Each record should be written out exactly as it stands.

========================================

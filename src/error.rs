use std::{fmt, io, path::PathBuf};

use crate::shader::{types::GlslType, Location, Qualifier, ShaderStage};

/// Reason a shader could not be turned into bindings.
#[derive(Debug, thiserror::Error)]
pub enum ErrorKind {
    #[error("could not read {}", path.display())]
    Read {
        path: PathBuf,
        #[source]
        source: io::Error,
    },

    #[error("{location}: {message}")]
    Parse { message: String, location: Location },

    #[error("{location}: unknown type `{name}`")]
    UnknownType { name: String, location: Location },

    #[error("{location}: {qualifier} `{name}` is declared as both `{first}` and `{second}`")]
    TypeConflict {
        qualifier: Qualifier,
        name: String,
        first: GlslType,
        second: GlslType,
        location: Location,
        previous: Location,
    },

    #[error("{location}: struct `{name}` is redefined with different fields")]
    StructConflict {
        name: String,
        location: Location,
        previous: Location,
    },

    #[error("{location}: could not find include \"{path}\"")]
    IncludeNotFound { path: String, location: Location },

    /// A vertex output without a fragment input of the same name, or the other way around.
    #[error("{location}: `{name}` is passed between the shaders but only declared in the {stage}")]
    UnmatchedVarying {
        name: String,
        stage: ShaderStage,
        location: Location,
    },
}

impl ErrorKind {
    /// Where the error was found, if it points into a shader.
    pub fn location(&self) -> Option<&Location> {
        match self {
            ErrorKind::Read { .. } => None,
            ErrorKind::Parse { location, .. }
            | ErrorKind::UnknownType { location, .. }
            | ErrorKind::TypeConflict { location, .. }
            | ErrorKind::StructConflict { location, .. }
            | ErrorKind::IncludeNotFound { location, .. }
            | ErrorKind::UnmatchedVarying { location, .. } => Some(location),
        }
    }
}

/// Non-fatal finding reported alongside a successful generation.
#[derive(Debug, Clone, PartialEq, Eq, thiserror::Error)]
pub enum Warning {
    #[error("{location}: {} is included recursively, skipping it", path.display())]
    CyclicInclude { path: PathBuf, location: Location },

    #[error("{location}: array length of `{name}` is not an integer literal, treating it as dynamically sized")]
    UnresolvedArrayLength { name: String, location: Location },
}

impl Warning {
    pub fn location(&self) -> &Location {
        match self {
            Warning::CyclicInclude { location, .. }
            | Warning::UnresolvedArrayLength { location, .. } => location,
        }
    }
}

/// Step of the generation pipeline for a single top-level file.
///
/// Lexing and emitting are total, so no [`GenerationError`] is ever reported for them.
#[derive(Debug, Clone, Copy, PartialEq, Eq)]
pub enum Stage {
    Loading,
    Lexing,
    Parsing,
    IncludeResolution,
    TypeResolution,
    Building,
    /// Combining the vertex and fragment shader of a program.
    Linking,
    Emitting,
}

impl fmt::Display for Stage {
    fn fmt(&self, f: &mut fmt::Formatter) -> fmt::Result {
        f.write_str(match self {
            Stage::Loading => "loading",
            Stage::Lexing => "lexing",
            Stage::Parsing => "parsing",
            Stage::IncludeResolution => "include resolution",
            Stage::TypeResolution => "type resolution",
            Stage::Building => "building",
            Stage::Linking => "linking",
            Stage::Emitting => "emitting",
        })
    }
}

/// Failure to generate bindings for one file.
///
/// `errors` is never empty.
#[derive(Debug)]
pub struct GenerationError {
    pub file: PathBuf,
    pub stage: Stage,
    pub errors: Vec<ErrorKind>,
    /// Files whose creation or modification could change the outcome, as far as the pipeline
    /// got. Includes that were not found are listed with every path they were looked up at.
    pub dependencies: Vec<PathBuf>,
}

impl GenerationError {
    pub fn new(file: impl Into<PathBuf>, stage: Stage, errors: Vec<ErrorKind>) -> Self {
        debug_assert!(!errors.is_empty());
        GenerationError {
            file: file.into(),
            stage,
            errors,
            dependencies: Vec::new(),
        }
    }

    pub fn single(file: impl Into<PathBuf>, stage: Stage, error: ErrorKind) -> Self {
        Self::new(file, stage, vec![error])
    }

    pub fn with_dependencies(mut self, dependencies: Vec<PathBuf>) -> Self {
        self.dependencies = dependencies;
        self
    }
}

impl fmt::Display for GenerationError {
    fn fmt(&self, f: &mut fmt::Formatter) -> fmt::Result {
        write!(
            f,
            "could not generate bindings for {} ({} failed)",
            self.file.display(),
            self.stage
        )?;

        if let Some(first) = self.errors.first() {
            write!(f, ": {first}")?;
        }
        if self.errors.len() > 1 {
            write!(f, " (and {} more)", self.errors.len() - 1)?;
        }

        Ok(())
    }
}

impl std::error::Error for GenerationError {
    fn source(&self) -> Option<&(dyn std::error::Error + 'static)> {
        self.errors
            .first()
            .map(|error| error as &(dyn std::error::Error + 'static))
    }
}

========================================

» **Answer for this exercise**
filename src/error.rs
use std::{fmt, io, path::PathBuf};

use crate::shader::{types::GlslType, Location, Qualifier, ShaderStage};

/// Reason a shader could not be turned into bindings.
#[derive(Debug, thiserror::Error)]
pub enum ErrorKind {
    #[error("could not read {}", path.display())]
    Read {
        path: PathBuf,
        #[source]
        source: io::Error,
    },

    #[error("{location}: {message}")]
    Parse { message: String, location: Location },

    #[error("{location}: unknown type `{name}`")]
    UnknownType { name: String, location: Location },

    #[error("{location}: {qualifier} `{name}` is declared as both `{first}` and `{second}`")]
    TypeConflict {
        qualifier: Qualifier,
        name: String,
        first: GlslType,
        second: GlslType,
        location: Location,
        previous: Location,
    },

    #[error("{location}: struct `{name}` is redefined with different fields")]
    StructConflict {
        name: String,
        location: Location,
        previous: Location,
    },

    #[error("{location}: could not find include \"{path}\"")]
    IncludeNotFound { path: String, location: Location },

    /// A vertex output without a fragment input of the same name, or the other way around.
    #[error("{location}: `{name}` is passed between the shaders but only declared in the {stage}")]
    UnmatchedVarying {
        name: String,
        stage: ShaderStage,
        location: Location,
    },
}

impl ErrorKind {
    /// Where the error was found, if it points into a shader.
    pub fn location(&self) -> Option<&Location> {
        match self {
            ErrorKind::Read { .. } => None,
            ErrorKind::Parse { location, .. }
            | ErrorKind::UnknownType { location, .. }
            | ErrorKind::TypeConflict { location, .. }
            | ErrorKind::StructConflict { location, .. }
            | ErrorKind::IncludeNotFound { location, .. }
            | ErrorKind::UnmatchedVarying { location, .. } => Some(location),
        }
    }
}

/// Non-fatal finding reported alongside a successful generation.
#[derive(Debug, Clone, PartialEq, Eq, thiserror::Error)]
pub enum Warning {
    #[error("{location}: {} is included recursively, skipping it", path.display())]
    CyclicInclude { path: PathBuf, location: Location },

    #[error("{location}: array length of `{name}` is not an integer literal, treating it as dynamically sized")]
    UnresolvedArrayLength { name: String, location: Location },
}

impl Warning {
    pub fn location(&self) -> &Location {
        match self {
            Warning::CyclicInclude { location, .. }
            | Warning::UnresolvedArrayLength { location, .. } => location,
        }
    }
}

/// Step of the generation pipeline for a single top-level file.
///
/// Lexing and emitting are total, so no [`GenerationError`] is ever reported for them.
#[derive(Debug, Clone, Copy, PartialEq, Eq)]
pub enum Stage {
    Loading,
    Lexing,
    Parsing,
    IncludeResolution,
    TypeResolution,
    Building,
    /// Combining the vertex and fragment shader of a program.
    Linking,
    Emitting,
}

impl fmt::Display for Stage {
    fn fmt(&self, f: &mut fmt::Formatter) -> fmt::Result {
        f.write_str(match self {
            Stage::Loading => "loading",
            Stage::Lexing => "lexing",
            Stage::Parsing => "parsing",
            Stage::IncludeResolution => "include resolution",
            Stage::TypeResolution => "type resolution",
            Stage::Building => "building",
            Stage::Linking => "linking",
            Stage::Emitting => "emitting",
        })
    }
}

/// Failure to generate bindings for one file.
///
/// `errors` is never empty.
#[derive(Debug)]
pub struct GenerationError {
    pub file: PathBuf,
    pub stage: Stage,
    pub errors: Vec<ErrorKind>,
    /// Files whose creation or modification could change the outcome, as far as the pipeline
    /// got. Includes that were not found are listed with every path they were looked up at.
    pub dependencies: Vec<PathBuf>,
}

impl GenerationError {
    pub fn new(file: impl Into<PathBuf>, stage: Stage, errors: Vec<ErrorKind>) -> Self {
        debug_assert!(!errors.is_empty());
        GenerationError {
            file: file.into(),
            stage,
            errors,
            dependencies: Vec::new(),
        }
    }

    pub fn single(file: impl Into<PathBuf>, stage: Stage, error: ErrorKind) -> Self {
        Self::new(file, stage, vec![error])
    }

    pub fn with_dependencies(mut self, dependencies: Vec<PathBuf>) -> Self {
        self.dependencies = dependencies;
        self
    }
}

impl fmt::Display for GenerationError {
    fn fmt(&self, f: &mut fmt::Formatter) -> fmt::Result {
        write!(
            f,
            "could not generate bindings for {} ({} failed)",
            self.file.display(),
            self.stage
        )?;

        if let Some(first) = self.errors.first() {
            write!(f, ": {first}")?;
        }
        if self.errors.len() > 1 {
            write!(f, " (and {} more)", self.errors.len() - 1)?;
        }

        Ok(())
    }
}

impl std::error::Error for GenerationError {
    fn source(&self) -> Option<&(dyn std::error::Error + 'static)> {
        self.errors
            .first()
            .map(|error| error as &(dyn std::error::Error + 'static))
    }
}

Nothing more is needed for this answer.